Defining SLOs for Gateway Latency and Error Budgets
The gateway is the one place in a distributed system that sees every user-facing request, which makes it the natural point to define the reliability contract a platform team commits to. But an SLO that is picked from a round number — “let’s do four nines” — without connecting it to real traffic and a working alert is theatre. This how-to walks the concrete sequence: choose the SLIs, set defensible targets and windows, turn the target into an error budget, and wire multi-window burn-rate alerts to the gateway’s own metrics so that when the budget drains, someone is paged for the right reason. The stakes are direct — an SLO that is too tight pages on-call for noise until they mute it, and one that is too loose lets a slow reliability leak run for weeks before anyone notices.
Prerequisites
This page assumes you have already instrumented the gateway as described in gateway metrics and SLOs: a request_total counter labelled on matched route and status, and a request_duration_seconds histogram with buckets aligned to your latency thresholds. It also assumes the broader operational context of gateway observability and operations — that metrics sit alongside tracing and structured logs, and that you have a Prometheus instance scraping the gateway. If your latency is currently exposed as an average rather than a histogram, stop and fix the exposition first: you cannot build a latency SLO on a mean.
Step 1 — Pick the SLIs
An SLI is a ratio of good events to total events. For a gateway, define exactly two to start:
Availability SLI — the fraction of requests the gateway served without a server-side failure. Good events are all non-5xx responses; total is all responses. Exclude 4xx, which are client faults.
# Availability SLI: fraction of requests that were NOT server errors, 5m window
sum(rate(kong_http_requests_total{code!~"5.."}[5m]))
/
sum(rate(kong_http_requests_total[5m]))
Latency SLI — the fraction of requests served faster than a threshold. This is computed from the histogram as a good-over-total count, not by computing a percentile value. If your target is “P99 under 300 ms,” the SLI is the fraction of requests in buckets with le="0.3" or below:
# Latency SLI: fraction of requests served in <= 300ms, 5m window
sum(rate(kong_request_latency_ms_bucket{le="300"}[5m]))
/
sum(rate(kong_request_latency_ms_count[5m]))

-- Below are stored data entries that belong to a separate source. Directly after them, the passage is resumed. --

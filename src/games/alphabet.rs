use std::sync::Arc;

use rand::seq::SliceRandom;
use rand::RngCore;

use super::content::{Content, Letter};
use super::{
    distinct_options, index_of, Attempt, ChoiceQuestion, GameKind, GameOption, GameView, MiniGame,
};

const OPTION_COUNT: usize = 3;

/// Find the shown letter among three
pub struct AlphabetGame {
    content: Arc<Content>,
    letter: Option<Letter>,
    question: ChoiceQuestion,
}

impl AlphabetGame {
    pub fn new(content: Arc<Content>) -> Self {
        Self::with_rng(content, &mut rand::thread_rng())
    }

    pub fn with_rng(content: Arc<Content>, rng: &mut dyn RngCore) -> Self {
        let mut game = Self {
            content,
            letter: None,
            question: ChoiceQuestion {
                prompt: String::new(),
                picture: String::new(),
                accent: None,
                options: Vec::new(),
                correct: 0,
                spoken: Vec::new(),
            },
        };
        game.next_question(rng);
        game
    }

    pub fn next_question(&mut self, rng: &mut dyn RngCore) {
        let letters = &self.content.letters;
        let Some(letter) = letters.choose(rng).cloned() else {
            return;
        };

        let options = distinct_options(letters, &letter, OPTION_COUNT, |l| l.letter.clone(), rng);
        let correct = index_of(&options, &letter, |l| l.letter.clone());

        self.question = ChoiceQuestion {
            prompt: "Find this letter".to_string(),
            picture: letter.letter.clone(),
            accent: Some(letter.color),
            options: options
                .iter()
                .map(|l| GameOption::text(l.letter.clone()))
                .collect(),
            correct,
            spoken: options.iter().map(|l| l.word.spoken()).collect(),
        };
        self.letter = Some(letter);
    }

    pub fn letter(&self) -> Option<&Letter> {
        self.letter.as_ref()
    }
}

impl MiniGame for AlphabetGame {
    fn kind(&self) -> GameKind {
        GameKind::Alphabet
    }

    fn view(&self) -> GameView {
        self.question.view()
    }

    fn choose(&mut self, row: usize, index: usize) -> Option<Attempt> {
        self.question.check(row, index)
    }
}

#[cfg(test)]
mod tests {
    use super::*;
    use itertools::Itertools;
    use rand::rngs::StdRng;
    use rand::SeedableRng;

    #[test]
    fn three_unique_letters_including_target() {
        let mut rng = StdRng::seed_from_u64(42);
        let mut game = AlphabetGame::with_rng(Arc::new(Content::load().unwrap()), &mut rng);

        for _ in 0..100 {
            let view = game.view();
            let target = game.letter().unwrap().letter.clone();
            let labels: Vec<String> = view.rows[0].iter().map(|o| o.label.clone()).collect();

            assert_eq!(view.picture, target);
            assert_eq!(labels.len(), OPTION_COUNT);
            assert_eq!(labels.iter().unique().count(), OPTION_COUNT);
            assert_eq!(labels[game.question.correct], target);
            game.next_question(&mut rng);
        }
    }

    #[test]
    fn correct_choice_speaks_sample_word() {
        let mut rng = StdRng::seed_from_u64(8);
        let mut game = AlphabetGame::with_rng(Arc::new(Content::load().unwrap()), &mut rng);
        let letter = game.letter().unwrap().clone();

        let attempt = game.choose(0, game.question.correct).unwrap();
        assert!(attempt.correct);
        assert_eq!(attempt.spoken, Some(letter.word.spoken()));
    }
}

Expressing the latency SLI as a threshold ratio (rather than histogram_quantile) is what makes the burn-rate math below work, because burn rate operates on a fraction of bad events. Save histogram_quantile for the dashboard panel that shows the actual P99 value over time.
Step 2 — Set targets and windows
Pick the target from the value users actually need, then check it against what the current data shows you can sustain. Query the trailing 30 days of each SLI before committing — an aspirational target you are already missing every week only trains on-call to ignore the pager.
Use a rolling 30-day window as the SLO period that governs alerting. A rolling window moves continuously and avoids the artificial budget reset a calendar month creates. Keep a calendar-quarter view purely for stakeholder reporting.
The decision matrix below maps common gateway tiers to defensible targets. Match a route to a tier by its blast radius, not by wishful thinking.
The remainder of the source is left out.